▶ _Instructions to follow_
Write down, unchanged, the entries from the first line through the line holding "the viewport center.". Include no other line.

Dataset entries
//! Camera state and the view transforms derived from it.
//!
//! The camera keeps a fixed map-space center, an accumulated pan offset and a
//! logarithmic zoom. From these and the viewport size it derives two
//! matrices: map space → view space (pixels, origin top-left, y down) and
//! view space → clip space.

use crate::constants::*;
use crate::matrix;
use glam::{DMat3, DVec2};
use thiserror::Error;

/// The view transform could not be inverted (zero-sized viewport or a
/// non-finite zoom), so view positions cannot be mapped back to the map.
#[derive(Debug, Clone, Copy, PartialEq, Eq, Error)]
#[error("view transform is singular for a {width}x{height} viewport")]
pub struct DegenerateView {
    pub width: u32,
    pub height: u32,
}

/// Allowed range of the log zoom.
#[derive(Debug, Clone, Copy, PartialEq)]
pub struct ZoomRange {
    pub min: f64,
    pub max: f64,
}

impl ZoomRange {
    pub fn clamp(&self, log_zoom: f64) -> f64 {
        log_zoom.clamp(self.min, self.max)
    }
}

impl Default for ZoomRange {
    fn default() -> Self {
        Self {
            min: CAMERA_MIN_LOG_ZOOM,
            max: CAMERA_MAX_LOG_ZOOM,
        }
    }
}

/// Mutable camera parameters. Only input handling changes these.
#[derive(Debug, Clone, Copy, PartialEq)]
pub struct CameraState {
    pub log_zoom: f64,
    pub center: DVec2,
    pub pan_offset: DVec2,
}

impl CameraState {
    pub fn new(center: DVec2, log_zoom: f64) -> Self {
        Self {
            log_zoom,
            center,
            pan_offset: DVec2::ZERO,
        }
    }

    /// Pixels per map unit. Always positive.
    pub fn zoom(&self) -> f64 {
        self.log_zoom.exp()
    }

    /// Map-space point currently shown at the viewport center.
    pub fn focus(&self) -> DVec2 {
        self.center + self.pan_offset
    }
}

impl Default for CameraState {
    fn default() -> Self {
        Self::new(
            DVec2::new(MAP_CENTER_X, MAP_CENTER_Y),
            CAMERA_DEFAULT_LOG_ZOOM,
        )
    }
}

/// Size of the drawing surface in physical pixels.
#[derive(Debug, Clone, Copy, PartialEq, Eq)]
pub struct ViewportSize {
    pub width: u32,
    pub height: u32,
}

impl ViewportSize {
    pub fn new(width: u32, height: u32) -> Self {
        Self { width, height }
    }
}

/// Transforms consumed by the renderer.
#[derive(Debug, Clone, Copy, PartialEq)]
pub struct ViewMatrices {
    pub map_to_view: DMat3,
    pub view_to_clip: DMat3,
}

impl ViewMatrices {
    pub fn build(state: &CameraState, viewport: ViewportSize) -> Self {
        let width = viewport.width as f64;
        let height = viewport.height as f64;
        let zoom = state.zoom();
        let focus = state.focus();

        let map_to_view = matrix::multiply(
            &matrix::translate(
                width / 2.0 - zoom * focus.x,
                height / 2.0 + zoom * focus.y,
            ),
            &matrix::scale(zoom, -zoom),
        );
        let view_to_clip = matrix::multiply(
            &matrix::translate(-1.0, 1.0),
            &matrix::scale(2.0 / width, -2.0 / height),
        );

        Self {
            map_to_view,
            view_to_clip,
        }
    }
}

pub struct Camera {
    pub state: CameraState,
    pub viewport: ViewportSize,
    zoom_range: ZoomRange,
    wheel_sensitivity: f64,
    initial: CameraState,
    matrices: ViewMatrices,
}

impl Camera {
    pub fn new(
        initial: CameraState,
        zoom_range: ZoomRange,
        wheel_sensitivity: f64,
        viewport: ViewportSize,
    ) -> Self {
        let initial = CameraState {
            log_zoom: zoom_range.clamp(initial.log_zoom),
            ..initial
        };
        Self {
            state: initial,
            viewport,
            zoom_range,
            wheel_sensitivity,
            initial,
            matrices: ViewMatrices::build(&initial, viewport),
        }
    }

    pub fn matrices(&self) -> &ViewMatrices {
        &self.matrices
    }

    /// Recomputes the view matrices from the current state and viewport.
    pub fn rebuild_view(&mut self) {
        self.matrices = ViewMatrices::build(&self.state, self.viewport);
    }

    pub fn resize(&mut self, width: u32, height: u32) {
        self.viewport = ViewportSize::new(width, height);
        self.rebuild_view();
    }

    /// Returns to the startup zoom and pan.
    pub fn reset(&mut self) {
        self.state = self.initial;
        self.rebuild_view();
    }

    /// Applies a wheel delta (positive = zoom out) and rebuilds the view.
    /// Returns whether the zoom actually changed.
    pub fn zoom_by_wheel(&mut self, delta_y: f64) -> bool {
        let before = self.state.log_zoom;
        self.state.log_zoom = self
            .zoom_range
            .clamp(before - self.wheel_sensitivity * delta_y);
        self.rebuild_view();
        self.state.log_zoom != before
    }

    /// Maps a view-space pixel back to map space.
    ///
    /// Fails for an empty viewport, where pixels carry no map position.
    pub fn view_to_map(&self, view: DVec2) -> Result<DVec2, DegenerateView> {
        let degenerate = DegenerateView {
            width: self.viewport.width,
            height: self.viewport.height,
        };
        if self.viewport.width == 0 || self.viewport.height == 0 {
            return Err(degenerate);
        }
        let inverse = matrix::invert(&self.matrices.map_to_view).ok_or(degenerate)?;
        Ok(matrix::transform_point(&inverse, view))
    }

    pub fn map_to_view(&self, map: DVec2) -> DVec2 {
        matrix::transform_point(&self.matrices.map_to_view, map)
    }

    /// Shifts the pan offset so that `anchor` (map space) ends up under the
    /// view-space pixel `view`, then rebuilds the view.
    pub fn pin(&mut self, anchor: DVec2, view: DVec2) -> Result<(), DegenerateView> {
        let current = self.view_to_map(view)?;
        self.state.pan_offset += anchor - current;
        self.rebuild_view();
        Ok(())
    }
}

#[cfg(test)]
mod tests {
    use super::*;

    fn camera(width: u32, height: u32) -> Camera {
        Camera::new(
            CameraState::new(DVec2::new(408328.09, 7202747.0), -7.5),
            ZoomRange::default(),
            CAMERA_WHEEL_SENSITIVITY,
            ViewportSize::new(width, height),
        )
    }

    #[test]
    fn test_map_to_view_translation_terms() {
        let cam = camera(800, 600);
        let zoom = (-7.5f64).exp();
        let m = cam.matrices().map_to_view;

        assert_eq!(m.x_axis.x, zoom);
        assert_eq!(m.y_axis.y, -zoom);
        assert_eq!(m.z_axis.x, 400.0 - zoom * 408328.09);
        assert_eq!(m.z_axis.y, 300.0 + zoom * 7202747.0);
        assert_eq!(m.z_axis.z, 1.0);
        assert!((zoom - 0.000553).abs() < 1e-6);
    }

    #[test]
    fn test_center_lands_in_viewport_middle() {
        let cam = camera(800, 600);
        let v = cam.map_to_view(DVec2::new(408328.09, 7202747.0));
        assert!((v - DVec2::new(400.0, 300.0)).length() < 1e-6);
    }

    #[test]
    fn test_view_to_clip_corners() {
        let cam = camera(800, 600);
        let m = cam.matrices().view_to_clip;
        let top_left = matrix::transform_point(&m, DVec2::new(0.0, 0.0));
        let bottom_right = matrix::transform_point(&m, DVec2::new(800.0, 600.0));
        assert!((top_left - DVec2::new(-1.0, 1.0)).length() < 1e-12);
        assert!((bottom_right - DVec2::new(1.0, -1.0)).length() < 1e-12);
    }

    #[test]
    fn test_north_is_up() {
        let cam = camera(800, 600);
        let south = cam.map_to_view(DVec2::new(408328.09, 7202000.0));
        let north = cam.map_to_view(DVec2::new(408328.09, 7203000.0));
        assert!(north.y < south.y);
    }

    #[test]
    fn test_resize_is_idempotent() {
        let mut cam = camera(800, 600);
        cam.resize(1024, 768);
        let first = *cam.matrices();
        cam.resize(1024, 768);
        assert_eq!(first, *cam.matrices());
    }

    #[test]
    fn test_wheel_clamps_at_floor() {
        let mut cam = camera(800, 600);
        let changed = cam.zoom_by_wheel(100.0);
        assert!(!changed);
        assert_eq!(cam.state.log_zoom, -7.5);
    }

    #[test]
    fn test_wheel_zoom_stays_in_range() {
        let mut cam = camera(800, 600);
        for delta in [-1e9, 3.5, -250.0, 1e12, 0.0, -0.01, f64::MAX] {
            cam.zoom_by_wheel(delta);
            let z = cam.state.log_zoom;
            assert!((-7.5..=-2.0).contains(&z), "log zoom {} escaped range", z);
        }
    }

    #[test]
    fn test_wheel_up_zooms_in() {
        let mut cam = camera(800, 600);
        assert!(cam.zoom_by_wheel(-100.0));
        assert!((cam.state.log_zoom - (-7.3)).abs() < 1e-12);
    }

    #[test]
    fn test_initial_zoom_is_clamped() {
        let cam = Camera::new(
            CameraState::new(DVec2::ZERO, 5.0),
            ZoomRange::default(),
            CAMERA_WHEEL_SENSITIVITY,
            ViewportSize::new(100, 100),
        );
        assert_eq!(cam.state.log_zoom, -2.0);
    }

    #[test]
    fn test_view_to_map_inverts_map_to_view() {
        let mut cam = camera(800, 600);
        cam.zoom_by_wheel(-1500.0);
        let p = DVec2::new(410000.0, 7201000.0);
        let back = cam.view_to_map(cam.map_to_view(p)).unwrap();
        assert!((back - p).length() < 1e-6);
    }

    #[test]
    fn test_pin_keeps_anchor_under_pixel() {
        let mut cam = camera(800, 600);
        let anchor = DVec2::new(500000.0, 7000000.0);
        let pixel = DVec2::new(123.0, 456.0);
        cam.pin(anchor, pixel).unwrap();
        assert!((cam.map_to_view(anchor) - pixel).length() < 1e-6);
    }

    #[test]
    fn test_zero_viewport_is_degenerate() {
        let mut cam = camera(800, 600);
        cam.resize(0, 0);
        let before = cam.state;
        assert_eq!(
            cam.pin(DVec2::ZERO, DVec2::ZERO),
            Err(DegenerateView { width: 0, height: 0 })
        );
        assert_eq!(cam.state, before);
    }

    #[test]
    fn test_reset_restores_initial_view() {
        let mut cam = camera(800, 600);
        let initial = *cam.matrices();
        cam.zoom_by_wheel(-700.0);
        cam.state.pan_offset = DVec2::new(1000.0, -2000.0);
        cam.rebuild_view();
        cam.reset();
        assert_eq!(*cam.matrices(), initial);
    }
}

▶ _Task answer_
//! Camera state and the view transforms derived from it.
//!
//! The camera keeps a fixed map-space center, an accumulated pan offset and a
//! logarithmic zoom. From these and the viewport size it derives two
//! matrices: map space → view space (pixels, origin top-left, y down) and
//! view space → clip space.

use crate::constants::*;
use crate::matrix;
use glam::{DMat3, DVec2};
use thiserror::Error;

/// The view transform could not be inverted (zero-sized viewport or a
/// non-finite zoom), so view positions cannot be mapped back to the map.
#[derive(Debug, Clone, Copy, PartialEq, Eq, Error)]
#[error("view transform is singular for a {width}x{height} viewport")]
pub struct DegenerateView {
    pub width: u32,
    pub height: u32,
}

/// Allowed range of the log zoom.
#[derive(Debug, Clone, Copy, PartialEq)]
pub struct ZoomRange {
    pub min: f64,
    pub max: f64,
}

impl ZoomRange {
    pub fn clamp(&self, log_zoom: f64) -> f64 {
        log_zoom.clamp(self.min, self.max)
    }
}

impl Default for ZoomRange {
    fn default() -> Self {
        Self {
            min: CAMERA_MIN_LOG_ZOOM,
            max: CAMERA_MAX_LOG_ZOOM,
        }
    }
}

/// Mutable camera parameters. Only input handling changes these.
#[derive(Debug, Clone, Copy, PartialEq)]
pub struct CameraState {
    pub log_zoom: f64,
    pub center: DVec2,
    pub pan_offset: DVec2,
}

impl CameraState {
    pub fn new(center: DVec2, log_zoom: f64) -> Self {
        Self {
            log_zoom,
            center,
            pan_offset: DVec2::ZERO,
        }
    }

    /// Pixels per map unit. Always positive.
    pub fn zoom(&self) -> f64 {
        self.log_zoom.exp()
    }

    /// Map-space point currently shown at the viewport center.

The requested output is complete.